Kraft Foods has devised another clever brand extension, designed to help busy families create home-cooked meals quickly, using popular Kraft food products. New Kraft Sizzling Salads in four varieties couples a cooking sauce and a salad dressing in PET bottles housed in an attractive, die-cut carton, for a dinner kit that stands out in the salad dressing aisle.
“Kraft Sizzling Salads Dinner Kits solve the ‘what’s for dinner’ dilemma with a line of perfectly paired cooking sauces and salad dressings that work together to create delicious and satisfying chicken and salad dishes in four easy steps in under 20 minutes,” says Kraft Dressings associate brand manager Anna Vishnevsky. For example, one variety, Southwest Chicken, provides 6 oz of Zesty Fajita cooking sauce and 6 oz of Barbecue Ranch salad dressing to create a six-serving meal.

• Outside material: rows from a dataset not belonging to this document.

use serde::{Deserialize, Serialize};

#[derive(Debug, Clone, Serialize, Deserialize)]
pub struct ObservabilityConfig {
    /// "none" | "log" | "jsonl" | "log+jsonl"
    pub backend: String,
}

impl Default for ObservabilityConfig {
    fn default() -> Self {
        Self {
            backend: "jsonl".into(),
        }
    }
}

The sauce and the dressing are packed in identical, clear, custom PET bottles from Plastipak Packaging, “chosen for optimal functionality and protection for the product, as well of ease of use for the consumer,” according to Kraft associate engineer II, Grocery Packaging R&D, John Albers. “In addition, the PET bottles deliver optimal visual appeal at both the retail shelf and at home for the consumer.”
Fitted with Kraft-blue flip-top dispensing caps, the bottles are resealable, offering consumers the flexibility to make smaller serving sizes over several occasions. An inset panel wraps around the bottom half of the bottle and holds the product labels. A clear pressure-sensitive label, decorated with a band colored to complement the flavor variety—brown, in the case of Southwest Chicken—wraps around the front and sides of the rectangular-shaped, four-sided bottle. A p-s paper label with laminate is applied to the back of the bottle. Both are supplied by Fort Dearborn Co. and are flexo-printed in eight colors.
Label graphics, created by Design Partners, are positioned on the bottom of the labels for the sauce and the dressing so that when the bottles are positioned left and right, respectively, photography of the finished meal is shown on a single plate, with the chicken shown on the sauce bottle and the salad on the dressing container. Once the bottles are placed in the dinner-kit carton, the same photography on the front of the carton covers the lower half of the bottles. “Having chicken with a side-salad plate on the package is consistent with the expected use of the product by consumers,” says Vishnevsky. “It also helps communicate the meal solution positioning.”
The carton itself features a die-cut window on the front of the pack, allowing a view of the product in the clear container. Color choices, imagery, and copy on the carton all emphasize the brand positioning of fresh, quick, and easy. Diagrams on the back of the pack provide step-by-step preparation instructions, while copy suggests “Tasty Twists!” to create other recipes. A QR code on the carton’s side panel allows consumers access to “how-to videos, recipe tips, and more.”
The product line was introduced to retailers nationwide in January, with a suggested retail price of $2.99 per kit.